Talk to Elkhunter22, I believe he has hunted it several times. He seems always willing to share his knowledge as well.


----------



## tander123 (Sep 21, 2007)

I'll give it a shot. THANKS!


----------



## flint (Sep 13, 2007)

The toughest part is finding the animals. They range from the very tops of the peaks clear down into desert areas that you would not think could support jackrabbits. Once the hunt starts, many will move onto Sandy Ranch or Capital Reef. The backs of the canyons below Tarantual Mesa and Stephen's Mesa are good places to check. Some seem to go back forever, but they hold water and grass in the shady areas way back in.


----------



## KattTraxx (Sep 10, 2007)

123,
Congratulations on the tag. How many points did you have? 

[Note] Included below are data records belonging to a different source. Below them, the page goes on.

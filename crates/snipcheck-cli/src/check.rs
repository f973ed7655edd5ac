//! Check command implementation for snipcheck CLI.
//!
//! Validates every lesson under a corpus root and prints the report.

use std::path::{Path, PathBuf};
use std::sync::Arc;

use clap::ValueEnum;
use snipcheck_core::{
    AbortHandle, BackendKind, CheckCallback, CompilationUnit, CompilerProfile, UnitOutcome,
    Validator, render_human, render_json,
};

use crate::colors;

/// Report format.
#[derive(Debug, Clone, Copy, PartialEq, Eq, ValueEnum)]
pub enum OutputFormat {
    Human,
    Json,
}

/// Options of `snipcheck check`.
#[derive(Debug, Clone)]
pub struct CheckOptions {
    pub root: PathBuf,
    pub profile: Option<PathBuf>,
    pub format: OutputFormat,
    pub output: Option<PathBuf>,
    pub concurrency: Option<usize>,
    pub timeout_ms: Option<u64>,
    pub backend: Option<String>,
    pub no_cache: bool,
    pub strict: bool,
    pub deny_warnings: bool,
}

/// Prints one line per failing unit to stderr while the run progresses.
struct Progress {
    color: bool,
}

impl CheckCallback for Progress {
    fn on_run_started(&self, documents: usize, checked_units: usize) {
        eprintln!(
            "{} {checked_units} units in {documents} documents",
            colors::paint("Checking", colors::CYAN, self.color)
        );
    }

    fn on_unit_finished(&self, unit: &CompilationUnit, outcome: &UnitOutcome, cached: bool) {
        let label = match outcome {
            UnitOutcome::Timeout { .. } => colors::paint("timeout", colors::YELLOW, self.color),
            UnitOutcome::Error { .. } => colors::paint("error", colors::RED, self.color),
            _ => return,
        };
        let source = if cached { " (cached)" } else { "" };
        eprintln!("  {label} {}{source}", unit.id);
    }
}

/// Resolve the profile: explicit file, else `snipcheck.toml` at the root,
/// then command-line overrides.
pub fn resolve_profile(options: &CheckOptions) -> snipcheck_core::Result<CompilerProfile> {
    let mut profile = match &options.profile {
        Some(path) => CompilerProfile::load(path)?,
        None => CompilerProfile::discover(&options.root)?,
    };

    if let Some(concurrency) = options.concurrency {
        profile.concurrency = concurrency;
    }
    if let Some(timeout_ms) = options.timeout_ms {
        profile.timeout_ms = timeout_ms;
    }
    if let Some(backend) = &options.backend {
        profile.backend = backend.parse::<BackendKind>()?;
    }
    if options.strict {
        profile.strict = true;
    }
    if options.deny_warnings {
        profile.deny_warnings = true;
    }

    profile.validate()?;
    Ok(profile)
}

/// Run the check. Returns whether the corpus passed.
pub async fn execute(options: CheckOptions, abort: AbortHandle) -> anyhow::Result<bool> {
    if !options.root.is_dir() {
        return Err(snipcheck_core::Error::CorpusNotFound(options.root.clone()).into());
    }

    let profile = resolve_profile(&options)?;
    let mut validator = Validator::new(profile)?.with_abort_handle(abort);
    if options.no_cache {
        validator = validator.without_cache();
    }
    if options.format == OutputFormat::Human && options.output.is_none() {
        validator = validator.with_callback(Arc::new(Progress {
            color: colors::stderr_enabled(),
        }));
    }

    let output = validator.validate_root(&options.root).await?;
    let report = &output.report;

    if let Some(reason) = &output.stats.cache_discarded {
        tracing::warn!("Outcome cache discarded: {}", reason);
    }

    let rendered = match options.format {
        OutputFormat::Json => render_json(report)?,
        OutputFormat::Human => {
            let color = options.output.is_none() && colors::stdout_enabled();
            render_human(report, color)
        }
    };

    match &options.output {
        Some(path) => write_output(path, &rendered)?,
        None => print!("{rendered}"),
    }

    if options.format == OutputFormat::Human {
        let stats = &output.stats;
        eprintln!(
            "{}",
            colors::paint(
                &format!(
                    "{} checked, {} from cache, {} compiled in {:.2}s",
                    stats.checked,
                    stats.cache_hits,
                    stats.compiled,
                    stats.elapsed.as_secs_f64()
                ),
                colors::DIM,
                colors::stderr_enabled()
            )
        );
    }

    if report.is_partial() {
        eprintln!(
            "{} {} units were not checked",
            colors::paint("Run aborted:", colors::YELLOW, colors::stderr_enabled()),
            report.counts.cancelled
        );
        return Ok(false);
    }

    Ok(report.passed)
}

fn write_output(path: &Path, rendered: &str) -> anyhow::Result<()> {
    if let Some(parent) = path.parent().filter(|p| !p.as_os_str().is_empty()) {
        std::fs::create_dir_all(parent)?;
    }
    std::fs::write(path, rendered)?;
    tracing::debug!("Wrote report to {}", path.display());
    Ok(())
}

As far as the hunt goes, some folks shoot the first hour of daylight, others hunt for days and never see a bull bison. As was mentioned earlier, they can be at very different elevations, and in varied terrain. Once they get shot at, different game. Many of these old buffalo have seen a hunt or two, and they know where they are the safest. They are smart, not easy to put down, and can run into the next zip code in no time at all. Take enough gun....I saw a guy one time, had tried an old muzzleloader and about 4 shots (hits) later, he was playing ring around the cedar tree with a wounded, contrary old bull. Hit 'em good or you may never see them again. I have found a couple buffs the next year that were not recovered by the hunter.

Once you get one on the ground, it will amaze you how big they are and how much they weigh. A large mature bull skull and cape is a lot of pounds..Try to be near a road, and have some help with you too. It is a big job to take care of a large bull by yourself. There was an Albrecht guy that lived in Hanksville that used to be available to help guide/pack..you may want to check into that depending upon your situation..

One of the most successful (not the easiest) ways to kill a good bull, is to find a track, and follow it until you catch up. You need to be very careful that you don't get on some of the private property (Sandy Ranch, King Ranch etc..) and be even more careful that you don't end up on Capital Reef. Kill a buffalo on Capital Reef and it ain't funny..

Hunt smart, hunt hard, and don't underestimate the old bulls and you should do just fine. Invite some good help, and do your best to get along with other hunters you see down there. I have seen many times, one hunter help another (done it ourselves a lot!)..so keep that in mind as you interact with fellow hunters. We stopped hunting once to help some folks who had no idea what they were doing, and it comes back around most times..

Have Fun, take a lot of pictures, and be safe..Let us know how you do.. KattKrapp


----------



## chkrhntr (Sep 20, 2007)

That is all good advice. I don't htink Danny Albrechct is guiding down there anymore but he is a heck of a guy and really knows his stuff when it comes to those buffalo. Get ahold of Flint I think he has Danny's contact info. 

As far as tracking goes, unless you are very, very familiar with the difference between a moo cow track and a buffalo track you will 9 times out of 10 find a nice juicy black angus at the end of a long, long day of tracking.


----------



## dkhntrdstn (Sep 7, 2007)

congrates on geting that tag. good luck. looking forward to some pics when you get back.


----------



## tander123 (Sep 21, 2007)

KattTraxx said:


> 123,
> Congratulations on the tag. How many points did you have?
> 
> I had 4 points.


----------